use chrono::{DateTime, Duration, Utc};
use serde::Serialize;
use sqlx::{FromRow, PgPool};
use tracing::{debug, info, warn};
use uuid::Uuid;

use crate::auth::mailer::MagicLinkSender;
use crate::auth::session::Session;
use crate::config::Config;
use crate::errors::AppError;
use crate::models::user::{User, UserRole};

#[derive(Debug, Serialize)]
pub struct MagicLinkIssued {
    pub email: String,
    pub expires_at: DateTime<Utc>,
}

#[derive(Debug, Clone, FromRow)]
pub struct LoginToken {
    pub token: Uuid,
    pub user_id: Uuid,
    pub expires_at: DateTime<Utc>,
    pub consumed_at: Option<DateTime<Utc>>,
    pub created_at: DateTime<Utc>,
}

/// Rows removed by [`purge_expired`].
#[derive(Debug, Default, PartialEq, Eq)]
pub struct PurgeReport {
    pub login_tokens: u64,
    pub sessions: u64,
}

/// Trims and lower-cases an email address, rejecting anything without a
/// local part and a domain.
pub fn normalize_email(raw: &str) -> Result<String, AppError> {
    let email = raw.trim().to_lowercase();
    match email.split_once('@') {
        Some((local, domain)) if !local.is_empty() && !domain.is_empty() && !domain.contains('@') => {
            Ok(email)
        }
        _ => Err(AppError::Validation(format!(
            "'{}' is not a valid email address",
            raw.trim()
        ))),
    }
}

pub async fn get_user_by_email(pool: &PgPool, email: &str) -> Result<Option<User>, AppError> {
    Ok(sqlx::query_as::<_, User>("SELECT * FROM users WHERE email = $1")
        .bind(email)
        .fetch_optional(pool)
        .await?)
}

pub async fn get_user_by_id(pool: &PgPool, id: Uuid) -> Result<Option<User>, AppError> {
    Ok(sqlx::query_as::<_, User>("SELECT * FROM users WHERE id = $1")
        .bind(id)
        .fetch_optional(pool)
        .await?)
}

/// Returns the user for `email`, creating it together with an empty profile
/// when it does not exist yet. An existing user's role is left untouched.
pub async fn find_or_create_user(
    pool: &PgPool,
    email: &str,
    role: UserRole,
) -> Result<User, AppError> {
    if let Some(user) = get_user_by_email(pool, email).await? {
        return Ok(user);
    }

    let mut tx = pool.begin().await?;

    let created: Option<User> = sqlx::query_as(
        r#"
        INSERT INTO users (id, email, role)
        VALUES ($1, $2, $3)
        ON CONFLICT (email) DO NOTHING
        RETURNING *
        "#,
    )
    .bind(Uuid::new_v4())
    .bind(email)
    .bind(role)
    .fetch_optional(&mut *tx)
    .await?;

    let Some(user) = created else {
        // Lost a race with a concurrent sign-up for the same address.
        tx.rollback().await?;
        return get_user_by_email(pool, email)
            .await?
            .ok_or_else(|| AppError::Internal(anyhow::anyhow!("user {email} vanished after conflict")));
    };

    sqlx::query("INSERT INTO profiles (id, user_id) VALUES ($1, $2)")
        .bind(Uuid::new_v4())
        .bind(user.id)
        .execute(&mut *tx)
        .await?;

    tx.commit().await?;

    info!("Created {:?} user {} with empty profile", user.role, user.id);
    Ok(user)
}

/// Signs a user up if needed, issues a single-use login token and hands the
/// resulting link to the mailer.
pub async fn send_magic_link(
    pool: &PgPool,
    mailer: &dyn MagicLinkSender,
    config: &Config,
    raw_email: &str,
    role: UserRole,
) -> Result<MagicLinkIssued, AppError> {
    let email = normalize_email(raw_email)?;
    let user = find_or_create_user(pool, &email, role).await?;

    let token = Uuid::new_v4();
    let expires_at = Utc::now() + Duration::minutes(config.magic_link_ttl_minutes);

    // The token only becomes usable once the mailer accepted the link.
    let mut tx = pool.begin().await?;
    sqlx::query("INSERT INTO login_tokens (token, user_id, expires_at) VALUES ($1, $2, $3)")
        .bind(token)
        .bind(user.id)
        .bind(expires_at)
        .execute(&mut *tx)
        .await?;

    let link = magic_link_url(&config.public_base_url, token);
    mailer.send(&user.email, &link).await?;
    tx.commit().await?;

    info!("Issued magic link for user {}", user.id);
    Ok(MagicLinkIssued {
        email: user.email,
        expires_at,
    })
}

pub fn magic_link_url(base_url: &str, token: Uuid) -> String {
    format!("{}/auth/verify?token={}", base_url.trim_end_matches('/'), token)
}

/// Returns the token's user when it exists, is unused and has not expired.
pub fn check_login_token(token: Option<&LoginToken>, now: DateTime<Utc>) -> Result<Uuid, AppError> {
    match token {
        Some(t) if t.consumed_at.is_none() && t.expires_at > now => Ok(t.user_id),
        Some(t) => {
            debug!("login token {} is consumed or expired", t.token);
            Err(AppError::Unauthorized)
        }
        None => Err(AppError::Unauthorized),
    }
}

/// Consumes a login token and opens a session for its user.
/// Unknown, expired and already-used tokens are all `Unauthorized`.
pub async fn verify_login_token(
    pool: &PgPool,
    config: &Config,
    token: Uuid,
) -> Result<(User, Session), AppError> {
    let mut tx = pool.begin().await?;

    let login_token: Option<LoginToken> =
        sqlx::query_as("SELECT * FROM login_tokens WHERE token = $1 FOR UPDATE")
            .bind(token)
            .fetch_optional(&mut *tx)
            .await?;
    let user_id = check_login_token(login_token.as_ref(), Utc::now())?;

    sqlx::query("UPDATE login_tokens SET consumed_at = NOW() WHERE token = $1")
        .bind(token)
        .execute(&mut *tx)
        .await?;

    let session: Session = sqlx::query_as(
        "INSERT INTO sessions (token, user_id, expires_at) VALUES ($1, $2, $3) RETURNING *",
    )
    .bind(Uuid::new_v4())
    .bind(user_id)
    .bind(Utc::now() + Duration::hours(config.session_ttl_hours))
    .fetch_one(&mut *tx)
    .await?;

    let user: User = sqlx::query_as("SELECT * FROM users WHERE id = $1")
        .bind(user_id)
        .fetch_one(&mut *tx)
        .await?;

    tx.commit().await?;

    info!("Opened session for user {}", user.id);
    Ok((user, session))
}

/// Deletes login tokens that are expired or already used, and expired sessions.
pub async fn purge_expired(pool: &PgPool) -> Result<PurgeReport, sqlx::Error> {
    let login_tokens =
        sqlx::query("DELETE FROM login_tokens WHERE expires_at <= NOW() OR consumed_at IS NOT NULL")
            .execute(pool)
            .await?
            .rows_affected();
    let sessions = sqlx::query("DELETE FROM sessions WHERE expires_at <= NOW()")
        .execute(pool)
        .await?
        .rows_affected();
    Ok(PurgeReport {
        login_tokens,
        sessions,
    })
}

/// Runs [`purge_expired`] every `every`, forever. Failures are logged and retried
/// on the next tick.
pub async fn purge_expired_periodically(pool: PgPool, every: std::time::Duration) {
    let mut ticker = tokio::time::interval(every);
    loop {
        ticker.tick().await;
        match purge_expired(&pool).await {
            Ok(report) if report != PurgeReport::default() => info!(
                "Purged {} login tokens and {} sessions",
                report.login_tokens, report.sessions
            ),
            Ok(_) => {}
            Err(e) => warn!("Failed to purge expired auth rows: {e}"),
        }
    }
}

_____

Task to carry out: If a line of the records includes the string "already", copy it out.

Answer to this task:
/// Unknown, expired and already-used tokens are all `Unauthorized`.
/// Deletes login tokens that are expired or already used, and expired sessions.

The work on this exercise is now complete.